▸ **DATA**
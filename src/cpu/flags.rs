/** aka the flags register */
#[derive(Debug, Clone, Copy, Default, PartialEq, Eq)]
pub struct ConditionCodes {
    /** bit 7; Sign Flag */
    pub s: bool,
    /** Bit 6; zero flag */
    pub z: bool,
    /** Bit 4; Auxiliary Carry Flag, stored but never computed */
    pub ac: bool,
    /** Bit 2; Parity Flag */
    pub p: bool,
    /** Bit 0; Carry Flag */
    pub cy: bool,
}

const SIGN: u8 = 1 << 7;
const ZERO: u8 = 1 << 6;
const AUX_CARRY: u8 = 1 << 4;
const PARITY: u8 = 1 << 2;
/** bit 1 always reads as 1, bits 3 and 5 as 0 */
const ALWAYS_ONE: u8 = 1 << 1;
const CARRY: u8 = 1;

pub fn parity(val: u8) -> bool {
    val.count_ones() % 2 == 0
}

impl ConditionCodes {
    /// Zero, sign and parity of the low byte. Shared by every family that
    /// touches flags except the rotates.
    pub fn set_zsp(&mut self, val: u8) {
        self.z = val == 0;
        self.s = val & 0x80 != 0;
        self.p = parity(val);
    }

    /// ADD/ADC/ADI/ACI. `result` is the unsigned 9-bit sum.
    pub fn set_add_flags(&mut self, result: u16) {
        self.set_zsp((result & 0xff) as u8);
        self.cy = result > 0xff;
    }

    /// SUB/SBB/SUI/SBI/CMP/CPI. `result` is the 16-bit wrapping difference,
    /// which lands above 0xff exactly when the subtrahend exceeded the minuend.
    pub fn set_sub_flags(&mut self, result: u16) {
        self.set_zsp((result & 0xff) as u8);
        self.cy = result > 0xff;
    }

    /// ANA/ORA/XRA and their immediates.
    pub fn set_logic_flags(&mut self, val: u8) {
        self.set_zsp(val);
        self.cy = false;
        self.ac = false;
    }

    /// INR/DCR leave CY and AC alone.
    pub fn set_inc_dec_flags(&mut self, val: u8) {
        self.set_zsp(val);
    }

    /// DAD only reports the carry out of bit 15.
    pub fn set_dad_flags(&mut self, result: u32) {
        self.cy = result > 0xffff;
    }

    /// Packs the flags the way PUSH PSW stores them.
    pub fn get_f(&self) -> u8 {
        let mut f = ALWAYS_ONE;
        if self.s {
            f |= SIGN;
        }
        if self.z {
            f |= ZERO;
        }
        if self.ac {
            f |= AUX_CARRY;
        }
        if self.p {
            f |= PARITY;
        }
        if self.cy {
            f |= CARRY;
        }
        f
    }

    /// Unpacks a status word popped by POP PSW. Padding bits are ignored.
    pub fn set_f(&mut self, val: u8) {
        self.s = val & SIGN != 0;
        self.z = val & ZERO != 0;
        self.ac = val & AUX_CARRY != 0;
        self.p = val & PARITY != 0;
        self.cy = val & CARRY != 0;
    }

    pub fn test(&self, condition: Condition) -> bool {
        match condition {
            Condition::NotZero => !self.z,
            Condition::Zero => self.z,
            Condition::NoCarry => !self.cy,
            Condition::Carry => self.cy,
            Condition::ParityOdd => !self.p,
            Condition::ParityEven => self.p,
            Condition::Plus => !self.s,
            Condition::Minus => self.s,
        }
    }
}

/// Branch condition encoded in bits 3..5 of Jcc/Ccc/Rcc opcodes.
#[derive(Debug, Clone, Copy, PartialEq, Eq)]
pub enum Condition {
    NotZero,
    Zero,
    NoCarry,
    Carry,
    ParityOdd,
    ParityEven,
    Plus,
    Minus,
}

impl Condition {
    pub fn from_field(field: u8) -> Condition {
        match field & 0x7 {
            0 => Condition::NotZero,
            1 => Condition::Zero,
            2 => Condition::NoCarry,
            3 => Condition::Carry,
            4 => Condition::ParityOdd,
            5 => Condition::ParityEven,
            6 => Condition::Plus,
            _ => Condition::Minus,
        }
    }
}

#[cfg(test)]
mod tests {
    use super::*;

    #[test]
    fn status_word_layout() {
        let cc = ConditionCodes {
            s: true,
            z: false,
            ac: true,
            p: false,
            cy: true,
        };
        assert_eq!(cc.get_f(), 0b1001_0011);
        assert_eq!(ConditionCodes::default().get_f(), 0b0000_0010);
    }

    #[test]
    fn set_f_ignores_padding() {
        let mut cc = ConditionCodes::default();
        cc.set_f(0b0010_1010);
        assert_eq!(cc, ConditionCodes::default());

        cc.set_f(0xff);
        assert!(cc.s && cc.z && cc.ac && cc.p && cc.cy);
        assert_eq!(cc.get_f(), 0b1101_0111);
    }

    #[test]
    fn parity_is_even_set_bits() {
        assert!(parity(0x00));
        assert!(parity(0x03));
        assert!(!parity(0x01));
        assert!(!parity(0x80));
        assert!(parity(0xff));
    }

    #[test]
    fn logic_flags_clear_carries() {
        let mut cc = ConditionCodes {
            cy: true,
            ac: true,
            ..Default::default()
        };
        cc.set_logic_flags(0x80);
        assert!(!cc.cy && !cc.ac);
        assert!(cc.s && !cc.z && !cc.p);
    }

    #[test]
    fn inc_dec_flags_keep_carries() {
        let mut cc = ConditionCodes {
            cy: true,
            ac: true,
            ..Default::default()
        };
        cc.set_inc_dec_flags(0);
        assert!(cc.cy && cc.ac && cc.z && cc.p);
    }

    #[test]
    fn conditions_follow_opcode_field() {
        let cc = ConditionCodes {
            z: true,
            p: true,
            ..Default::default()
        };
        let taken: Vec<bool> = (0..8).map(|f| cc.test(Condition::from_field(f))).collect();
        assert_eq!(
            taken,
            vec![false, true, true, false, false, true, true, false]
        );
    }
}
use std::ops::RangeInclusive;

use crate::cpu::memory::Memory;
use crate::cpu::state8080::State8080;

/// What the CPU looked like when it fetched an opcode. Logged at trace level.
#[derive(Debug, Clone, Copy, PartialEq, Eq)]
pub struct InstructionInfo {
    pub opcode: u8,
    pub pc: u16,
    pub sp: u16,
    pub int_enable: bool,
}

impl InstructionInfo {
    pub fn capture(state: &State8080, memory: &Memory) -> InstructionInfo {
        InstructionInfo {
            opcode: memory.read(state.pc),
            pc: state.pc,
            sp: state.sp,
            int_enable: state.int_enable,
        }
    }
}

/// Hex dump, 16 bytes per line, each line prefixed with its address.
pub fn dump_memory(memory: &Memory, range: RangeInclusive<u16>) -> String {
    let start = *range.start() & !0xf;
    let end = *range.end();
    let mut mem_string = String::new();
    let mut addr = start;
    loop {
        if addr % 16 == 0 {
            if !mem_string.is_empty() {
                mem_string.push('\n');
            }
            mem_string.push_str(&format!("{:04x} ", addr));
        }
        mem_string.push_str(&format!(" {:02x}", memory.read(addr)));
        if addr >= end || addr == u16::MAX {
            break;
        }
        addr += 1;
    }
    mem_string
}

▸ **WORK INSTRUCTIONS**
Each line above that has the word "result" should be copied.

▸ **EXERCISE OUTPUT**
    /// ADD/ADC/ADI/ACI. `result` is the unsigned 9-bit sum.
    pub fn set_add_flags(&mut self, result: u16) {
        self.set_zsp((result & 0xff) as u8);
        self.cy = result > 0xff;
    /// SUB/SBB/SUI/SBI/CMP/CPI. `result` is the 16-bit wrapping difference,
    pub fn set_sub_flags(&mut self, result: u16) {
        self.set_zsp((result & 0xff) as u8);
        self.cy = result > 0xff;
    pub fn set_dad_flags(&mut self, result: u32) {
        self.cy = result > 0xffff;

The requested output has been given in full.